▶ _WHAT YOU SHOULD DO_
Search the data for the string "names", and report each line where it is found.

**********

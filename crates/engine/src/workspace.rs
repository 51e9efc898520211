//! Per-view state: the last fetched snapshot plus an optimistic overlay.
//!
//! The two lists are never merged structurally. Flat tables show the
//! snapshot rows followed by the pending rows; trees and aggregates only see
//! the snapshot. A pending row is dropped once a fetch issued after it was
//! pushed lands.

use chrono::{DateTime, Utc};
use uuid::Uuid;

use crate::{
    Money,
    aggregate::{Aggregate, aggregate},
    flatten::{FlatRow, RowSource, RowView, flatten},
    model::{PartnerNode, RecordKind, subtree},
    normalize::Normalized,
    tree::{TreeNode, tree_view},
};

/// Issued when a fetch starts; used to discard responses that were
/// overtaken by a newer fetch.
#[derive(Clone, Copy, Debug, PartialEq, Eq, PartialOrd, Ord)]
pub struct FetchTicket(u64);

#[derive(Clone, Debug, PartialEq)]
pub struct Snapshot {
    pub forest: Vec<PartnerNode>,
    pub warnings: Vec<String>,
    pub fetched_at: DateTime<Utc>,
}

/// What the user just created, before the backend data is refetched.
#[derive(Clone, Debug, Default, PartialEq)]
pub struct Draft {
    /// Id assigned by the backend, when known.
    pub id: Option<String>,
    pub name: String,
    pub email: Option<String>,
    pub phone_number: Option<String>,
    pub status: String,
    /// Partner the new entry is attached to (parent for partners).
    pub partner_id: Option<String>,
}

#[derive(Clone, Debug)]
pub struct Workspace {
    separator: String,
    issued: u64,
    applied: Option<FetchTicket>,
    snapshot: Option<Snapshot>,
    /// Pending rows with the last ticket issued when each was pushed.
    pending: Vec<(u64, FlatRow)>,
}

impl Workspace {
    pub fn new(separator: impl Into<String>) -> Self {
        Self {
            separator: separator.into(),
            issued: 0,
            applied: None,
            snapshot: None,
            pending: Vec::new(),
        }
    }

    #[must_use]
    pub fn separator(&self) -> &str {
        &self.separator
    }

    /// Starts a fetch and returns its ticket.
    pub fn begin_fetch(&mut self) -> FetchTicket {
        self.issued += 1;
        FetchTicket(self.issued)
    }

    /// Applies a completed fetch. Returns `false`, leaving the state
    /// untouched, when a newer fetch has already been applied.
    pub fn complete_fetch(&mut self, ticket: FetchTicket, normalized: Normalized) -> bool {
        if self.applied.is_some_and(|applied| applied > ticket) {
            tracing::debug!(?ticket, "dropping stale hierarchy response");
            return false;
        }
        self.applied = Some(ticket);
        self.snapshot = Some(Snapshot {
            forest: normalized.forest,
            warnings: normalized.warnings,
            fetched_at: Utc::now(),
        });
        // Responses to fetches begun before a push cannot contain that row.
        self.pending.retain(|(issued, _)| *issued >= ticket.0);
        true
    }

    /// Convenience for callers that fetch synchronously.
    pub fn replace(&mut self, normalized: Normalized) {
        let ticket = self.begin_fetch();
        self.complete_fetch(ticket, normalized);
    }

    #[must_use]
    pub fn is_loaded(&self) -> bool {
        self.snapshot.is_some()
    }

    #[must_use]
    pub fn snapshot(&self) -> Option<&Snapshot> {
        self.snapshot.as_ref()
    }

    /// Fetched forest, empty when nothing has been fetched yet.
    #[must_use]
    pub fn forest(&self) -> &[PartnerNode] {
        self.snapshot
            .as_ref()
            .map(|snapshot| snapshot.forest.as_slice())
            .unwrap_or(&[])
    }

    #[must_use]
    pub fn warnings(&self) -> &[String] {
        self.snapshot
            .as_ref()
            .map(|snapshot| snapshot.warnings.as_slice())
            .unwrap_or(&[])
    }

    pub fn pending(&self) -> impl Iterator<Item = &FlatRow> {
        self.pending.iter().map(|(_, row)| row)
    }

    /// Adds an optimistic row for `source` and returns it.
    pub fn push_pending(&mut self, source: RowSource, draft: Draft) -> FlatRow {
        let (parent_name, path, level) = match draft.partner_id.as_deref() {
            Some(partner_id) => match subtree(self.forest(), partner_id) {
                Some((mut names, node)) => {
                    let depth = names.len();
                    names.push(node.name.clone());
                    let level = if source == RowSource::Partner { depth + 1 } else { depth };
                    (Some(node.name), names.join(self.separator.as_str()), level)
                }
                None => (None, String::new(), 0),
            },
            None => (None, String::new(), 0),
        };

        let row = FlatRow {
            id: draft
                .id
                .unwrap_or_else(|| format!("pending-{}", Uuid::new_v4())),
            source,
            name: draft.name,
            email: draft.email,
            phone_number: draft.phone_number,
            status: draft.status,
            owner_id: None,
            owner_name: None,
            created_time: Some(Utc::now()),
            partner_id: draft.partner_id,
            partner_name: parent_name,
            partner_path: path,
            partner_level: level,
            deal_count: 0,
            deal_value: Money::ZERO,
            pending: true,
        };
        self.pending.push((self.issued, row.clone()));
        row
    }

    /// Snapshot rows for `view` followed by matching pending rows.
    #[must_use]
    pub fn rows(&self, view: RowView) -> Vec<FlatRow> {
        let mut rows = flatten(self.forest(), view, &self.separator);
        let source = view.source();
        rows.extend(
            self.pending()
                .filter(|row| row.source == source)
                .cloned(),
        );
        rows
    }

    #[must_use]
    pub fn tree(&self, kind: RecordKind) -> Vec<TreeNode> {
        tree_view(self.forest(), kind, &self.separator)
    }

    #[must_use]
    pub fn aggregate(&self, kind: RecordKind) -> Aggregate {
        aggregate(self.forest(), kind)
    }
}

impl Default for Workspace {
    fn default() -> Self {
        Self::new(crate::flatten::DEFAULT_SEPARATOR)
    }
}

#[cfg(test)]
mod tests {
    use super::*;
    use crate::model::Record;

    fn snapshot_with(names: &[&str]) -> Normalized {
        Normalized {
            forest: names
                .iter()
                .map(|name| {
                    PartnerNode::new(*name, *name)
                        .with_record(Record::new(RecordKind::Lead, format!("{name}-l"), "Lead"))
                })
                .collect(),
            warnings: Vec::new(),
        }
    }

    #[test]
    fn unloaded_workspace_is_empty() {
        let ws = Workspace::default();
        assert!(!ws.is_loaded());
        assert!(ws.rows(RowView::Partners).is_empty());
        assert!(ws.tree(RecordKind::Lead).is_empty());
        assert_eq!(ws.aggregate(RecordKind::Lead).total_records, 0);
    }

    #[test]
    fn stale_fetch_is_dropped() {
        let mut ws = Workspace::default();
        let old = ws.begin_fetch();
        let new = ws.begin_fetch();
        assert!(ws.complete_fetch(new, snapshot_with(&["new"])));
        assert!(!ws.complete_fetch(old, snapshot_with(&["old"])));
        assert_eq!(ws.forest()[0].name, "new");
    }

    #[test]
    fn pending_partner_shows_in_rows_not_in_tree() {
        let mut ws = Workspace::default();
        ws.replace(snapshot_with(&["Alice"]));

        let row = ws.push_pending(
            RowSource::Partner,
            Draft {
                name: "Bob".to_string(),
                partner_id: Some("Alice".to_string()),
                ..Draft::default()
            },
        );
        assert!(row.pending);
        assert!(row.id.starts_with("pending-"));
        assert_eq!(row.partner_path, "Alice");
        assert_eq!(row.partner_level, 1);

        assert_eq!(ws.rows(RowView::Partners).len(), 2);
        assert_eq!(ws.rows(RowView::Records(RecordKind::Lead)).len(), 1);
        assert_eq!(ws.tree(RecordKind::Lead)[0].children.len(), 0);
    }

    #[test]
    fn new_fetch_evicts_overlay() {
        let mut ws = Workspace::default();
        ws.replace(snapshot_with(&["Alice"]));
        ws.push_pending(
            RowSource::Lead,
            Draft {
                id: Some("l-new".to_string()),
                name: "New lead".to_string(),
                partner_id: Some("Alice".to_string()),
                ..Draft::default()
            },
        );
        assert_eq!(ws.rows(RowView::Records(RecordKind::Lead)).len(), 2);

        ws.replace(snapshot_with(&["Alice"]));
        assert_eq!(ws.pending().count(), 0);
        assert_eq!(ws.rows(RowView::Records(RecordKind::Lead)).len(), 1);
    }

    #[test]
    fn fetch_begun_before_a_create_keeps_the_new_row() {
        let mut ws = Workspace::default();
        ws.replace(snapshot_with(&["Alice"]));

        let in_flight = ws.begin_fetch();
        ws.push_pending(
            RowSource::Lead,
            Draft {
                id: Some("l-new".to_string()),
                name: "New lead".to_string(),
                partner_id: Some("Alice".to_string()),
                ..Draft::default()
            },
        );
        assert!(ws.complete_fetch(in_flight, snapshot_with(&["Alice"])));

        let ids: Vec<_> = ws
            .rows(RowView::Records(RecordKind::Lead))
            .into_iter()
            .map(|row| row.id)
            .collect();
        assert_eq!(ids, vec!["Alice-l", "l-new"]);

        ws.replace(snapshot_with(&["Alice"]));
        assert_eq!(ws.pending().count(), 0);
    }
}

**********

▶ _SOLUTION TO THIS PROBLEM_
                Some((mut names, node)) => {
                    let depth = names.len();
                    names.push(node.name.clone());
                    (Some(node.name), names.join(self.separator.as_str()), level)
    fn snapshot_with(names: &[&str]) -> Normalized {
            forest: names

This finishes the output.